About this task →
Quote the material below exactly as written, from the first line to the line that holds "assert_eq!(sub.scope(), SubscriptionScope::Whole);", endpoints included.

Data for processing →

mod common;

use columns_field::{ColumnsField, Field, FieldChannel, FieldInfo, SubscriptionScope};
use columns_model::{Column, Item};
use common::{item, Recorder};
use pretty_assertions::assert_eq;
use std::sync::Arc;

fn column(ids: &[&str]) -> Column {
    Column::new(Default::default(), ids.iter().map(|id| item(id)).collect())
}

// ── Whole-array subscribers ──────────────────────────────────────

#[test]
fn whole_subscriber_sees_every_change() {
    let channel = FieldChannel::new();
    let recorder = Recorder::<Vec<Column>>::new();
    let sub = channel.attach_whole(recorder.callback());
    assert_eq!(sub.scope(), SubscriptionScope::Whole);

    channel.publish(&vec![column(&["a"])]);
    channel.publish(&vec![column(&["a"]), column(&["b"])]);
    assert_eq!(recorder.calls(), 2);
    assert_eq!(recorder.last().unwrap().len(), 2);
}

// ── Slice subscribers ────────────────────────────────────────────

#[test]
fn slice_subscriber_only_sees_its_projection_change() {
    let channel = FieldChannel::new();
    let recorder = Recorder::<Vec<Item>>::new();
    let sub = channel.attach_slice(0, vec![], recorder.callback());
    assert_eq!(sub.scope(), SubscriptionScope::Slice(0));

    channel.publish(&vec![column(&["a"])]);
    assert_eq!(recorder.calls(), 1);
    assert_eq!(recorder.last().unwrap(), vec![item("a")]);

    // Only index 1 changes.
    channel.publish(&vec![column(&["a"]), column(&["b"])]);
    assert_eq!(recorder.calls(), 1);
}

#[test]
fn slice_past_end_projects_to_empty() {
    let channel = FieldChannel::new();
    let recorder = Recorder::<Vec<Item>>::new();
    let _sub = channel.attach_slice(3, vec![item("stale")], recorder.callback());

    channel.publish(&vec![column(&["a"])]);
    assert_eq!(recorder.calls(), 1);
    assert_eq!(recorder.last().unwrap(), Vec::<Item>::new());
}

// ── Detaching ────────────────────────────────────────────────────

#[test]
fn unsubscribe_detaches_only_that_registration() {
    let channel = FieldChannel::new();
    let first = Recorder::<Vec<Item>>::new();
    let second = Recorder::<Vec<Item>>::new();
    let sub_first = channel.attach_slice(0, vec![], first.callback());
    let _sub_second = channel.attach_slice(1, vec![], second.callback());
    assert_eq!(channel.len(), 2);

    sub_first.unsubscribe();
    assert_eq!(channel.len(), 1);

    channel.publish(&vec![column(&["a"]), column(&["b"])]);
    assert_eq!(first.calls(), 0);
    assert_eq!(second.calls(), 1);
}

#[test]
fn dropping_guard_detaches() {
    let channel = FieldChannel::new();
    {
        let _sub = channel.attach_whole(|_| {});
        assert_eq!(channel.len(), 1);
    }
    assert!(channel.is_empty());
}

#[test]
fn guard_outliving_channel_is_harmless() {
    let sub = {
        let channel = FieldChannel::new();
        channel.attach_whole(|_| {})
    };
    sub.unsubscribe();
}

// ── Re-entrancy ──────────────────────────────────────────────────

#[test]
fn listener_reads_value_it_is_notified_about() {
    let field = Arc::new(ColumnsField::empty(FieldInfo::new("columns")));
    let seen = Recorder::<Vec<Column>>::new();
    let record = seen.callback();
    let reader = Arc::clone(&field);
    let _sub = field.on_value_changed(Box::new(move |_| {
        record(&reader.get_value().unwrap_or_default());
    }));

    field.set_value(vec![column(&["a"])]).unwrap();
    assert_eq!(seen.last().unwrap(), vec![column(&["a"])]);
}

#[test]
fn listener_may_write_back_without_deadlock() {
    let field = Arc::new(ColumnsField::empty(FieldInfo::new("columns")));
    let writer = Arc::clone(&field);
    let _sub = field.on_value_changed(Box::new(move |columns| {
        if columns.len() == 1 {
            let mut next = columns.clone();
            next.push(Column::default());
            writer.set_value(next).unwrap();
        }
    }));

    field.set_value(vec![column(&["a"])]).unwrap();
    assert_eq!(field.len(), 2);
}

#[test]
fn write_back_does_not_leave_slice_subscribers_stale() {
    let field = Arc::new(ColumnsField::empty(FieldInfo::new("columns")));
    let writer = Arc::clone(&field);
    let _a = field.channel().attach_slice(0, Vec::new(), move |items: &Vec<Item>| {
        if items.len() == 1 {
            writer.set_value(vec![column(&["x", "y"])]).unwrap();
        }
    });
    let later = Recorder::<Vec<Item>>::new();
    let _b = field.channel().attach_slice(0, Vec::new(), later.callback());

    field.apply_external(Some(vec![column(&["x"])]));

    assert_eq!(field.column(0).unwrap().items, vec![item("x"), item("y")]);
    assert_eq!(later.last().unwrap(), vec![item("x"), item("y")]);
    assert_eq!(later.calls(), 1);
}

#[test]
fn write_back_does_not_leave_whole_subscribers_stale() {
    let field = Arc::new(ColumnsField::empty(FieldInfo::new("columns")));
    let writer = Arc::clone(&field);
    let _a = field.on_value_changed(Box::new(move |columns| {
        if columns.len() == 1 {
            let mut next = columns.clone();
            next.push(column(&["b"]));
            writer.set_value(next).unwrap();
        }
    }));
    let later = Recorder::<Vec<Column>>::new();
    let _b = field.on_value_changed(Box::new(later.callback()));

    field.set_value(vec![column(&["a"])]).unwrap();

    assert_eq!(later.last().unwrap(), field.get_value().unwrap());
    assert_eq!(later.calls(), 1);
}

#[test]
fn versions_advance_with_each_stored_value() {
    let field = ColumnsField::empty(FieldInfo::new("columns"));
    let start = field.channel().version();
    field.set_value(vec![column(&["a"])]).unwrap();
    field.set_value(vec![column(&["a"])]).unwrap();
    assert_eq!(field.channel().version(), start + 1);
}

Response to this exercise →
mod common;

use columns_field::{ColumnsField, Field, FieldChannel, FieldInfo, SubscriptionScope};
use columns_model::{Column, Item};
use common::{item, Recorder};
use pretty_assertions::assert_eq;
use std::sync::Arc;

fn column(ids: &[&str]) -> Column {
    Column::new(Default::default(), ids.iter().map(|id| item(id)).collect())
}

// ── Whole-array subscribers ──────────────────────────────────────

#[test]
fn whole_subscriber_sees_every_change() {
    let channel = FieldChannel::new();
    let recorder = Recorder::<Vec<Column>>::new();
    let sub = channel.attach_whole(recorder.callback());
    assert_eq!(sub.scope(), SubscriptionScope::Whole);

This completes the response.